//! Control-plane facade
//!
//! [`GatewayRuntime`] resolves gateways and their etcd stores;
//! [`ControlPlane`] binds a gateway and an operator into a [`GatewayScope`]
//! from which every engine is reached.

use std::sync::Arc;

use dashmap::DashMap;
use gantry_common::{EtcdConfig, GantryError, GatewayInfo, Result};
use gantry_etcd::{EtcdConnector, EtcdStore};
use gantry_persistence::{
    AuditLogFilter, AuditLogRecord, GatewayPersistence, Page, PersistenceService,
};
use tracing::info;

use crate::adopt::Adopter;
use crate::audit::AuditLogger;
use crate::context::GatewayContext;
use crate::diff::DiffEngine;
use crate::draft::DraftService;
use crate::import::Importer;
use crate::publish::PublishPipeline;
use crate::reconcile::Reconciler;
use crate::revert::RevertEngine;
use crate::scheduler::ResyncHandle;

/// Shared storage handles, one per process.
pub struct GatewayRuntime {
    persistence: Arc<dyn PersistenceService>,
    connector: Arc<dyn EtcdConnector>,
    stores: DashMap<i64, (EtcdConfig, Arc<dyn EtcdStore>)>,
}

impl GatewayRuntime {
    pub fn new(persistence: Arc<dyn PersistenceService>, connector: Arc<dyn EtcdConnector>) -> Self {
        Self {
            persistence,
            connector,
            stores: DashMap::new(),
        }
    }

    pub fn persistence(&self) -> &Arc<dyn PersistenceService> {
        &self.persistence
    }

    pub async fn gateway(&self, gateway_id: i64) -> Result<GatewayInfo> {
        self.persistence
            .gateway_find(gateway_id)
            .await?
            .ok_or_else(|| GantryError::gateway_not_found(gateway_id))
    }

    /// The gateway's etcd store, reconnecting when its settings changed.
    pub async fn etcd(&self, gateway: &GatewayInfo) -> Result<Arc<dyn EtcdStore>> {
        if let Some(entry) = self.stores.get(&gateway.id)
            && entry.0 == gateway.etcd
        {
            return Ok(entry.1.clone());
        }
        let store = self.connector.connect(gateway).await?;
        info!(gateway = %gateway.name, endpoints = ?gateway.etcd.endpoints, "Connected to etcd");
        self.stores
            .insert(gateway.id, (gateway.etcd.clone(), store.clone()));
        Ok(store)
    }

    pub async fn scope(
        &self,
        gateway_id: i64,
        operator: &str,
        resync: ResyncHandle,
    ) -> Result<GatewayScope> {
        let gateway = self.gateway(gateway_id).await?;
        let etcd = self.etcd(&gateway).await?;
        Ok(GatewayScope::new(
            GatewayContext::new(gateway, operator),
            self.persistence.clone(),
            etcd,
            resync,
        ))
    }
}

/// Entry point used by the REST layer.
#[derive(Clone)]
pub struct ControlPlane {
    runtime: Arc<GatewayRuntime>,
    resync: ResyncHandle,
}

impl ControlPlane {
    pub fn new(runtime: Arc<GatewayRuntime>, resync: ResyncHandle) -> Self {
        Self { runtime, resync }
    }

    pub fn runtime(&self) -> &Arc<GatewayRuntime> {
        &self.runtime
    }

    pub async fn register_gateway(&self, gateway: &GatewayInfo, operator: &str) -> Result<i64> {
        if gateway.name.trim().is_empty() {
            return Err(GantryError::Validation("gateway name is required".to_string()));
        }
        if gateway.etcd.endpoints.is_empty() {
            return Err(GantryError::Validation(
                "gateway etcd endpoints are required".to_string(),
            ));
        }
        let id = self
            .runtime
            .persistence()
            .gateway_create(gateway, operator)
            .await?;
        info!(gateway = %gateway.name, id, "Registered gateway");
        Ok(id)
    }

    pub async fn scope(&self, gateway_id: i64, operator: &str) -> Result<GatewayScope> {
        self.runtime
            .scope(gateway_id, operator, self.resync.clone())
            .await
    }

    pub async fn search_audit_logs(
        &self,
        gateway_id: i64,
        filter: &AuditLogFilter,
        page_no: u64,
        page_size: u64,
    ) -> Result<Page<AuditLogRecord>> {
        AuditLogger::new(self.runtime.persistence().clone())
            .search(gateway_id, filter, page_no, page_size)
            .await
    }
}

/// One operator acting on one gateway.
pub struct GatewayScope {
    pub(crate) ctx: GatewayContext,
    pub(crate) persistence: Arc<dyn PersistenceService>,
    pub(crate) etcd: Arc<dyn EtcdStore>,
    pub(crate) resync: ResyncHandle,
}

impl GatewayScope {
    pub fn new(
        ctx: GatewayContext,
        persistence: Arc<dyn PersistenceService>,
        etcd: Arc<dyn EtcdStore>,
        resync: ResyncHandle,
    ) -> Self {
        Self {
            ctx,
            persistence,
            etcd,
            resync,
        }
    }

    pub fn context(&self) -> &GatewayContext {
        &self.ctx
    }

    pub fn gateway(&self) -> &GatewayInfo {
        &self.ctx.gateway
    }

    pub fn drafts(&self) -> DraftService<'_> {
        DraftService::new(self)
    }

    pub fn publisher(&self) -> PublishPipeline<'_> {
        PublishPipeline::new(self)
    }

    pub fn diff(&self) -> DiffEngine<'_> {
        DiffEngine::new(self)
    }

    pub fn reverter(&self) -> RevertEngine<'_> {
        RevertEngine::new(self)
    }

    pub fn reconciler(&self) -> Reconciler<'_> {
        Reconciler::new(self.gateway(), self.persistence.as_ref(), self.etcd.as_ref())
    }

    pub fn adopter(&self) -> Adopter<'_> {
        Adopter::new(self)
    }

    pub fn importer(&self) -> Importer<'_> {
        Importer::new(self)
    }
}

#[cfg(test)]
mod tests {
    use super::*;
    use gantry_etcd::{MemoryEtcdConnector, MemoryEtcdStore};
    use gantry_persistence::MemoryPersistService;

    use crate::testing::gateway_info;

    #[tokio::test]
    async fn test_scope_requires_known_gateway() {
        let runtime = GatewayRuntime::new(
            Arc::new(MemoryPersistService::new()),
            Arc::new(MemoryEtcdConnector::new(Arc::new(MemoryEtcdStore::new()))),
        );
        let plane = ControlPlane::new(Arc::new(runtime), ResyncHandle::disabled());
        let err = plane.scope(42, "admin").await.err().unwrap();
        assert!(matches!(err, GantryError::NotFound { .. }));

        let id = plane.register_gateway(&gateway_info(), "admin").await.unwrap();
        let scope = plane.scope(id, "admin").await.unwrap();
        assert_eq!(scope.gateway().id, id);
        assert_eq!(scope.context().operator, "admin");
    }

    #[tokio::test]
    async fn test_register_rejects_missing_endpoints() {
        let runtime = GatewayRuntime::new(
            Arc::new(MemoryPersistService::new()),
            Arc::new(MemoryEtcdConnector::new(Arc::new(MemoryEtcdStore::new()))),
        );
        let plane = ControlPlane::new(Arc::new(runtime), ResyncHandle::disabled());
        let mut gateway = gateway_info();
        gateway.etcd.endpoints.clear();
        assert!(matches!(
            plane.register_gateway(&gateway, "admin").await,
            Err(GantryError::Validation(_))
        ));
    }
}
pub use super::gateway::Entity as Gateway;
pub use super::gateway_sync_data::Entity as GatewaySyncData;
pub use super::operation_audit_log::Entity as OperationAuditLog;
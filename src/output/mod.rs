//! Output formatters for analysis results.
//!
//! This module provides the output formats for duplicate groups:
//! - Plain text, one path per line with blank lines between groups
//! - JSON for automation and scripting
//!
//! # Example
//!
//! ```no_run
//! use dupspot::duplicates::DuplicateAnalyser;
//! use dupspot::output::{write_results, OutputFormat};
//!
//! let analysis = DuplicateAnalyser::with_defaults().finish().unwrap();
//! let groups = analysis.duplicate_groups();
//! let summary = analysis.summary_of(&groups);
//! write_results(&mut std::io::stdout().lock(), &groups, &summary, OutputFormat::Text).unwrap();
//! ```

pub mod json;
pub mod text;

use std::io::{self, Write};

use clap::ValueEnum;
use serde::{Deserialize, Serialize};

use crate::duplicates::{AnalysisSummary, CandidateGroup};

// Re-export main types
pub use json::JsonOutput;

/// Output format for duplicate groups.
#[derive(Debug, Clone, Copy, Default, PartialEq, Eq, ValueEnum, Serialize, Deserialize)]
#[serde(rename_all = "lowercase")]
pub enum OutputFormat {
    /// One path per line, groups separated by a blank line
    #[default]
    Text,
    /// JSON document with groups and summary
    Json,
}

impl std::fmt::Display for OutputFormat {
    fn fmt(&self, f: &mut std::fmt::Formatter<'_>) -> std::fmt::Result {
        match self {
            OutputFormat::Text => write!(f, "text"),
            OutputFormat::Json => write!(f, "json"),
        }
    }
}

/// Write reportable groups in the requested format.
///
/// `summary` is only used by the JSON document.
///
/// # Errors
///
/// Returns any error from the writer or serializer.
pub fn write_results<W: Write>(
    writer: &mut W,
    groups: &[CandidateGroup],
    summary: &AnalysisSummary,
    format: OutputFormat,
) -> io::Result<()> {
    match format {
        OutputFormat::Text => text::write_groups(writer, groups),
        OutputFormat::Json => JsonOutput::new(groups, summary).write_to(&mut *writer),
    }
}
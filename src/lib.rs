//! dupspot - probable duplicate file spotter
//!
//! Reads candidate paths on stdin, fingerprints them concurrently (whole
//! files when small, evenly spaced blocks when large) and prints groups of
//! files sharing a size and fingerprint.

pub mod cli;
pub mod config;
pub mod duplicates;
pub mod error;
pub mod logging;
pub mod output;
pub mod pipeline;
pub mod progress;
pub mod scanner;
pub mod signal;
pub mod stats;

use std::io;
use std::sync::Arc;

use anyhow::Result;

use crate::cli::Cli;
use crate::config::Config;
use crate::error::ExitCode;
use crate::pipeline::RunOptions;
use crate::progress::{Progress, ProgressCallback};

/// Run the binary against the process's stdin and stdout.
///
/// # Errors
///
/// Returns an error for invalid configuration, a failed analysis, an
/// output failure, or an interrupted run (see [`ExitCode::for_error`]).
pub fn run_app(cli: Cli) -> Result<ExitCode> {
    logging::init_logging(cli.verbose, cli.quiet);

    let config = Config::load(cli.config.as_deref())?.with_cli_overrides(&cli);
    config.validate()?;
    log::debug!("Configuration: {:?}", config);

    let handler = signal::install_handler()?;

    let progress: Option<Arc<dyn ProgressCallback>> = if cli.quiet || cli.no_progress {
        None
    } else {
        Some(Arc::new(Progress::new(false)))
    };

    let options = RunOptions {
        format: cli.output,
        shutdown_flag: Some(handler.get_flag()),
        progress,
    };

    let stdin = io::stdin();
    let stdout = io::stdout();
    pipeline::run(&config, stdin.lock(), &mut stdout.lock(), options)?;

    Ok(ExitCode::Success)
}
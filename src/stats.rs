//! Skip and failure counters for the ingestion side.
//!
//! Counters are keyed by a short label ("directory", "stat error", ...) and
//! shared between the ingestion thread and the error handler thread.

use std::collections::BTreeMap;
use std::fmt::Write as _;
use std::sync::{Mutex, PoisonError};

/// Thread-safe named counters.
#[derive(Debug, Default)]
pub struct ScanStats {
    counts: Mutex<BTreeMap<String, u64>>,
}

impl ScanStats {
    /// Create an empty set of counters.
    #[must_use]
    pub fn new() -> Self {
        Self::default()
    }

    /// Add one to the counter called `name`.
    pub fn increment(&self, name: &str) {
        let mut counts = self.counts.lock().unwrap_or_else(PoisonError::into_inner);
        *counts.entry(name.to_string()).or_insert(0) += 1;
    }

    /// Current value of one counter.
    #[must_use]
    pub fn get(&self, name: &str) -> u64 {
        self.counts
            .lock()
            .unwrap_or_else(PoisonError::into_inner)
            .get(name)
            .copied()
            .unwrap_or(0)
    }

    /// Sum of all counters.
    #[must_use]
    pub fn total(&self) -> u64 {
        self.counts
            .lock()
            .unwrap_or_else(PoisonError::into_inner)
            .values()
            .sum()
    }

    /// Render the counters, sorted by name.
    #[must_use]
    pub fn dump(&self) -> String {
        let counts = self.counts.lock().unwrap_or_else(PoisonError::into_inner);
        if counts.is_empty() {
            return "No files stats".to_string();
        }

        let mut result = String::from("Skipped files:\n");
        for (name, count) in counts.iter() {
            let _ = writeln!(result, "  {name}: {count}");
        }
        result
    }
}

* * *

Work item:
Look back at the data above. Transcribe exactly the lines starting at the line that contains "groups and summary" and ending at the line that contains "them concurrently (whole".

Output below:
    /// JSON document with groups and summary
    Json,
}

impl std::fmt::Display for OutputFormat {
    fn fmt(&self, f: &mut std::fmt::Formatter<'_>) -> std::fmt::Result {
        match self {
            OutputFormat::Text => write!(f, "text"),
            OutputFormat::Json => write!(f, "json"),
        }
    }
}

/// Write reportable groups in the requested format.
///
/// `summary` is only used by the JSON document.
///
/// # Errors
///
/// Returns any error from the writer or serializer.
pub fn write_results<W: Write>(
    writer: &mut W,
    groups: &[CandidateGroup],
    summary: &AnalysisSummary,
    format: OutputFormat,
) -> io::Result<()> {
    match format {
        OutputFormat::Text => text::write_groups(writer, groups),
        OutputFormat::Json => JsonOutput::new(groups, summary).write_to(&mut *writer),
    }
}
filename src/lib.rs
//! dupspot - probable duplicate file spotter
//!
//! Reads candidate paths on stdin, fingerprints them concurrently (whole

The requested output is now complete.